> _Exercise instructions_
Once you have read the records below, restate them word for word.

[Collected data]

★ ★ ★ ★

/// 8-bit RGB colour.
#[derive(Debug, Clone, Copy, PartialEq, Eq)]
pub struct Rgb(pub u8, pub u8, pub u8);

impl Rgb {
    pub const WHITE: Rgb = Rgb(255, 255, 255);
    pub const BLACK: Rgb = Rgb(0, 0, 0);

    /// Components as 0.0–1.0 floats (PDF colour space).
    pub fn to_unit(self) -> (f64, f64, f64) {
        (
            f64::from(self.0) / 255.0,
            f64::from(self.1) / 255.0,
            f64::from(self.2) / 255.0,
        )
    }
}

// ── Symbol taxonomy ──────────────────────────────────────────────────────

/// What a symbol denotes. Determines the default shape and the colour.
#[derive(Debug, Clone, Copy, PartialEq, Eq, Hash, Serialize, Deserialize)]
#[serde(rename_all = "snake_case")]
pub enum AnnotationType {
    FieldWeld,
    ShopWeld,
    PipeSection,
    PipeSupport,
    FlangeJoint,
}

impl AnnotationType {
    pub const ALL: [AnnotationType; 5] = [
        AnnotationType::FieldWeld,
        AnnotationType::ShopWeld,
        AnnotationType::PipeSection,
        AnnotationType::PipeSupport,
        AnnotationType::FlangeJoint,
    ];

    pub fn default_shape(self) -> Shape {
        match self {
            AnnotationType::FieldWeld => Shape::Diamond,
            AnnotationType::ShopWeld => Shape::Circle,
            AnnotationType::PipeSection => Shape::RoundedRectangle,
            AnnotationType::PipeSupport => Shape::Rectangle,
            AnnotationType::FlangeJoint => Shape::Hexagon,
        }
    }

    pub fn color(self) -> Rgb {
        match self {
            AnnotationType::FieldWeld => Rgb(0xFF, 0x44, 0x44),
            AnnotationType::ShopWeld => Rgb(0x44, 0xCC, 0xCC),
            AnnotationType::PipeSection => Rgb(0x44, 0x88, 0xFF),
            AnnotationType::PipeSupport => Rgb(0x44, 0xCC, 0x44),
            AnnotationType::FlangeJoint => Rgb(0xAA, 0x44, 0xFF),
        }
    }

    /// Short code used for generated ids and default labels.
    pub fn code(self) -> &'static str {
        match self {
            AnnotationType::FieldWeld => "FW",
            AnnotationType::ShopWeld => "SW",
            AnnotationType::PipeSection => "PIPE",
            AnnotationType::PipeSupport => "PS",
            AnnotationType::FlangeJoint => "FJ",
        }
    }
}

★ ★ ★ ★

> _Response to this exercise_
/// 8-bit RGB colour.
#[derive(Debug, Clone, Copy, PartialEq, Eq)]
pub struct Rgb(pub u8, pub u8, pub u8);

impl Rgb {
    pub const WHITE: Rgb = Rgb(255, 255, 255);
    pub const BLACK: Rgb = Rgb(0, 0, 0);

    /// Components as 0.0–1.0 floats (PDF colour space).
    pub fn to_unit(self) -> (f64, f64, f64) {
        (
            f64::from(self.0) / 255.0,
            f64::from(self.1) / 255.0,
            f64::from(self.2) / 255.0,
        )
    }
}

// ── Symbol taxonomy ──────────────────────────────────────────────────────

/// What a symbol denotes. Determines the default shape and the colour.
#[derive(Debug, Clone, Copy, PartialEq, Eq, Hash, Serialize, Deserialize)]
#[serde(rename_all = "snake_case")]
pub enum AnnotationType {
    FieldWeld,
    ShopWeld,
    PipeSection,
    PipeSupport,
    FlangeJoint,
}

impl AnnotationType {
    pub const ALL: [AnnotationType; 5] = [
        AnnotationType::FieldWeld,
        AnnotationType::ShopWeld,
        AnnotationType::PipeSection,
        AnnotationType::PipeSupport,
        AnnotationType::FlangeJoint,
    ];

    pub fn default_shape(self) -> Shape {
        match self {
            AnnotationType::FieldWeld => Shape::Diamond,
            AnnotationType::ShopWeld => Shape::Circle,
            AnnotationType::PipeSection => Shape::RoundedRectangle,
            AnnotationType::PipeSupport => Shape::Rectangle,
            AnnotationType::FlangeJoint => Shape::Hexagon,
        }
    }

    pub fn color(self) -> Rgb {
        match self {
            AnnotationType::FieldWeld => Rgb(0xFF, 0x44, 0x44),
            AnnotationType::ShopWeld => Rgb(0x44, 0xCC, 0xCC),
            AnnotationType::PipeSection => Rgb(0x44, 0x88, 0xFF),
            AnnotationType::PipeSupport => Rgb(0x44, 0xCC, 0x44),
            AnnotationType::FlangeJoint => Rgb(0xAA, 0x44, 0xFF),
        }
    }

    /// Short code used for generated ids and default labels.
    pub fn code(self) -> &'static str {
        match self {
            AnnotationType::FieldWeld => "FW",
            AnnotationType::ShopWeld => "SW",
            AnnotationType::PipeSection => "PIPE",
            AnnotationType::PipeSupport => "PS",
            AnnotationType::FlangeJoint => "FJ",
        }
    }
}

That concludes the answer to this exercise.